• Landis Barber

The Carolina Panthers and South Carolina Tax Credits


Image via Bleacher Report


As a part of the deal to move the Carolina Panthers’ headquarters to South Carolina, South Carolina agreed to $115 million in tax credits. Now, South Carolina State Senator Wes Climer argues that the tax credits will go away if the team does not move its payroll to South Carolina by 2024.


Initially, the Carolina Panthers, through its real estate holding company GT Real Estate Holdings, LLC, agreed to a Fee In Lieu of Tax and Incentive (FILOT) Agreement with York County, South Carolina, which included $225 million in pre-approved infrastructure bonds from the City of Rock Hill. The infrastructure provided by the bonds would include roads, sewage, water, and electricity. However, the City never issued the bonds, maintaining the position that the Panthers did not submit enough details to issue the bonds.

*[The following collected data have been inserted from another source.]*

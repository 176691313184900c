//! Ratatui-based terminal UI.
//!
//! The TUI loads and fits a benchmark directory once, then lets the user cycle
//! through the measured (linear), measured (log) and fitted views. Series
//! colors match the SVG output.

use std::io;
use std::time::Duration;

use crossterm::{
    event::{self, Event, KeyCode, KeyEventKind},
    execute,
    terminal::{EnterAlternateScreen, LeaveAlternateScreen, disable_raw_mode, enable_raw_mode},
};
use ratatui::{
    Terminal,
    backend::CrosstermBackend,
    layout::{Constraint, Direction, Layout, Rect},
    style::{Color, Modifier, Style},
    text::{Line, Span, Text},
    widgets::{Block, Borders, Clear, List, ListItem, Paragraph, Tabs},
};

use crate::app::pipeline::{RunOutput, run_fit};
use crate::domain::{FitConfig, LogForm};
use crate::error::AppError;
use crate::plot::{AxisScale, PlotContext, fitted_view, glyph, observed_view, palette_color};

mod plotters_chart;

use plotters_chart::GrowthChart;

/// Start the TUI.
pub fn run(config: FitConfig) -> Result<(), AppError> {
    // Load before touching the terminal so input errors print normally.
    let mut app = App::new(config)?;

    let _guard = TerminalGuard::new()?;

    let backend = CrosstermBackend::new(io::stdout());
    let mut terminal = Terminal::new(backend)
        .map_err(|e| AppError::new(2, format!("Failed to initialize terminal: {e}")))?;

    app.event_loop(&mut terminal)
}

/// Ensures the terminal is restored (raw mode, alternate screen) on exit.
struct TerminalGuard;

impl TerminalGuard {
    fn new() -> Result<Self, AppError> {
        enable_raw_mode().map_err(|e| AppError::new(2, format!("Failed to enable raw mode: {e}")))?;
        if let Err(e) = execute!(io::stdout(), EnterAlternateScreen) {
            let _ = disable_raw_mode();
            return Err(AppError::new(2, format!("Failed to enter alternate screen: {e}")));
        }
        Ok(Self)
    }
}

impl Drop for TerminalGuard {
    fn drop(&mut self) {
        let _ = disable_raw_mode();
        let _ = execute!(io::stdout(), LeaveAlternateScreen);
    }
}

/// Which chart is on screen.
#[derive(Debug, Clone, Copy, PartialEq, Eq)]
enum View {
    Linear,
    Log,
    Fitted,
}

impl View {
    const ALL: [View; 3] = [View::Linear, View::Log, View::Fitted];

    fn title(self) -> &'static str {
        match self {
            View::Linear => "Linear",
            View::Log => "Log",
            View::Fitted => "Fitted",
        }
    }

    fn index(self) -> usize {
        match self {
            View::Linear => 0,
            View::Log => 1,
            View::Fitted => 2,
        }
    }

    fn next(self) -> Self {
        Self::ALL[(self.index() + 1) % Self::ALL.len()]
    }

    fn prev(self) -> Self {
        Self::ALL[(self.index() + Self::ALL.len() - 1) % Self::ALL.len()]
    }
}

struct App {
    config: FitConfig,
    view: View,
    status: String,
    run: RunOutput,
}

impl App {
    fn new(config: FitConfig) -> Result<Self, AppError> {
        let run = run_fit(&config)?;
        let status = format!("Loaded {} series.", run.loaded.series.len());
        Ok(Self {
            config,
            view: View::Linear,
            status,
            run,
        })
    }

    fn event_loop<B: ratatui::backend::Backend>(&mut self, terminal: &mut Terminal<B>) -> Result<(), AppError> {
        let mut needs_redraw = true;
        loop {
            if needs_redraw {
                terminal
                    .draw(|f| self.draw(f))
                    .map_err(|e| AppError::new(2, format!("Terminal draw error: {e}")))?;
                needs_redraw = false;
            }

            if !event::poll(Duration::from_millis(100))
                .map_err(|e| AppError::new(2, format!("Event poll error: {e}")))?
            {
                continue;
            }

            match event::read().map_err(|e| AppError::new(2, format!("Event read error: {e}")))? {
                Event::Key(key) => {
                    if key.kind != KeyEventKind::Press {
                        continue;
                    }
                    if self.handle_key(key.code) {
                        break;
                    }
                    needs_redraw = true;
                }
                Event::Resize(_, _) => {
                    needs_redraw = true;
                }
                _ => {}
            }
        }
        Ok(())
    }

    /// Returns `true` when the user asked to quit.
    fn handle_key(&mut self, code: KeyCode) -> bool {
        match code {
            KeyCode::Char('q') | KeyCode::Esc => return true,
            KeyCode::Tab | KeyCode::Right => self.view = self.view.next(),
            KeyCode::BackTab | KeyCode::Left => self.view = self.view.prev(),
            KeyCode::Char('1') => self.view = View::Linear,
            KeyCode::Char('2') => self.view = View::Log,
            KeyCode::Char('3') => self.view = View::Fitted,
            KeyCode::Char('r') => self.reload("Reloaded"),
            KeyCode::Char('f') => {
                self.config.log_form = match self.config.log_form {
                    LogForm::Basic => LogForm::Ratio,
                    LogForm::Ratio => LogForm::Basic,
                };
                self.reload("Log form switched");
            }
            _ => {}
        }
        false
    }

    /// Re-read the directory and refit; keeps the previous run on failure.
    fn reload(&mut self, what: &str) {
        match run_fit(&self.config) {
            Ok(run) => {
                self.status = format!(
                    "{what}: {} series, {} fitted, {} failed.",
                    run.loaded.series.len(),
                    run.batch.fits.len(),
                    run.batch.failures.len()
                );
                self.run = run;
            }
            Err(err) => {
                self.status = format!("Reload failed: {err}");
            }
        }
    }

    fn plot_context(&self) -> PlotContext {
        let series = &self.run.loaded.series;
        match self.view {
            View::Linear => observed_view(series, AxisScale::Linear),
            View::Log => observed_view(series, AxisScale::Log),
            View::Fitted => fitted_view(series, &self.run.batch.fits, &self.run.grid),
        }
    }

    fn draw(&mut self, frame: &mut ratatui::Frame<'_>) {
        let size = frame.area();
        let chunks = Layout::default()
            .direction(Direction::Vertical)
            .constraints([Constraint::Length(4), Constraint::Min(0), Constraint::Length(3)])
            .split(size);

        self.draw_header(frame, chunks[0]);
        self.draw_body(frame, chunks[1]);
        self.draw_footer(frame, chunks[2]);
    }

    fn draw_header(&self, frame: &mut ratatui::Frame<'_>, area: Rect) {
        let block = Block::default().borders(Borders::ALL);
        let inner = block.inner(area);
        frame.render_widget(block, area);

        let rows = Layout::default()
            .direction(Direction::Vertical)
            .constraints([Constraint::Length(1), Constraint::Length(1)])
            .split(inner);

        let info = Line::from(vec![
            Span::styled("bcurves", Style::default().fg(Color::Cyan)),
            Span::raw(format!(
                " | dir: {} | series: {} | excluded: {} | log form: {:?}",
                self.config.input_dir.display(),
                self.run.loaded.series.len(),
                self.run.loaded.excluded.len(),
                self.config.log_form,
            )),
        ]);
        frame.render_widget(Paragraph::new(info), rows[0]);

        let tabs = Tabs::new(View::ALL.iter().map(|v| v.title()))
            .select(self.view.index())
            .highlight_style(Style::default().fg(Color::Black).bg(Color::White));
        frame.render_widget(tabs, rows[1]);
    }

    fn draw_body(&self, frame: &mut ratatui::Frame<'_>, area: Rect) {
        let chunks = Layout::default()
            .direction(Direction::Horizontal)
            .constraints([Constraint::Min(0), Constraint::Length(44)])
            .split(area);

        self.draw_chart(frame, chunks[0]);
        self.draw_legend(frame, chunks[1]);
    }

    fn draw_chart(&self, frame: &mut ratatui::Frame<'_>, area: Rect) {
        let ctx = self.plot_context();
        let block = Block::default().title(ctx.title.clone()).borders(Borders::ALL);
        let inner = block.inner(area);
        frame.render_widget(block, area);
        frame.render_widget(Clear, inner);
        frame.render_widget(GrowthChart { ctx: &ctx }, inner);
    }

    fn draw_legend(&self, frame: &mut ratatui::Frame<'_>, area: Rect) {
        let mut items = Vec::new();
        for (idx, s) in self.run.loaded.series.iter().enumerate() {
            let (r, g, b) = palette_color(idx);
            let color = Style::default().fg(Color::Rgb(r, g, b));
            let mut lines = vec![Line::from(vec![
                Span::styled(format!("{} {}", glyph(idx), s.name), color.add_modifier(Modifier::BOLD)),
                Span::styled(
                    format!("  {} n={}", s.family.display_name(), s.len()),
                    Style::default().fg(Color::Gray),
                ),
            ])];

            if let Some(fit) = self.run.batch.fits.iter().find(|f| f.series == s.name) {
                let params: Vec<String> = fit
                    .model
                    .param_names()
                    .iter()
                    .zip(&fit.params)
                    .map(|(n, v)| format!("{n}={v:.3e}"))
                    .collect();
                lines.push(Line::from(Span::raw(format!("  {}", params.join(" ")))));
                lines.push(Line::from(Span::styled(
                    format!("  rmse={:.3e} evals={}", fit.quality.rmse, fit.quality.evaluations),
                    Style::default().fg(Color::Gray),
                )));
            } else if let Some((_, err)) = self.run.batch.failures.iter().find(|(n, _)| n == &s.name) {
                lines.push(Line::from(Span::styled(
                    format!("  {err}"),
                    Style::default().fg(Color::Red),
                )));
            }
            items.push(ListItem::new(Text::from(lines)));
        }

        let list = List::new(items).block(Block::default().title("Series").borders(Borders::ALL));
        frame.render_widget(list, area);
    }

    fn draw_footer(&self, frame: &mut ratatui::Frame<'_>, area: Rect) {
        let help = "tab/←/→ view  1-3 jump  r reload  f log form  q quit";
        let line = Line::from(vec![
            Span::styled(help, Style::default().fg(Color::Gray)),
            Span::raw(" | "),
            Span::styled(&self.status, Style::default().fg(Color::Yellow)),
        ]);
        let p = Paragraph::new(line).block(Block::default().borders(Borders::ALL));
        frame.render_widget(p, area);
    }
}

#[cfg(test)]
mod tests {
    use super::*;

    #[test]
    fn views_cycle_both_ways() {
        assert_eq!(View::Linear.next(), View::Log);
        assert_eq!(View::Fitted.next(), View::Linear);
        assert_eq!(View::Linear.prev(), View::Fitted);
        for v in View::ALL {
            assert_eq!(v.next().prev(), v);
        }
    }
}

In March, the Panthers paused construction on the new facility after having spent over $170 million on the project due to concerns over the lack of funding from the city, including the failure to furnish the $225 million in infrastructure bonds.


On March 21, in an effort to restart construction on the Project, York County passed a resolution to amend the FILOT agreement with GT Real Estate Holdings, LLC by allowing the Panthers to pay for the $225 million in infrastructure and offering to reimburse GT Real Estate Holdings, LLC through property tax credits over a 30-year period. On March 28, Rock Hill passed a resolution supporting York County’s resolution.


To date, the Panthers have not responded to York County’s alternative fee arrangement, which has upset lawmakers and led to Senator Climer’s comments.


The Carolina Panthers are now in a curious position. They could accept the new fee arrangement from the county. The problem—beyond it not being the original agreement—is that, for the Panthers to get fully reimbursed, the Panthers are bound to the property for 30 years. While Panthers fans would like to ensure the team sticks around forever, the Panthers may want more flexibility in the future.


Another option is to sue York County or the City of Rock Hill for breaching their agreements. But litigation takes a lot of time, and the Panthers would rather get the facility up and running to recoup the costs of construction and ensure that they receive the tax credits from the state. Thus, the time (and the costs) it would take to reach a resolution likely does not appeal to the organization.


Now, the Panthers are likely working behind the scenes to try and work out a deal that can resume construction on the project. According to Governor Henry McMaster, Panthers owner David Tepper has assured him that it is only a pause. Until a resolution is finally worked out, the construction will remain paused, and the Carolina Panthers will not be moving to South Carolina.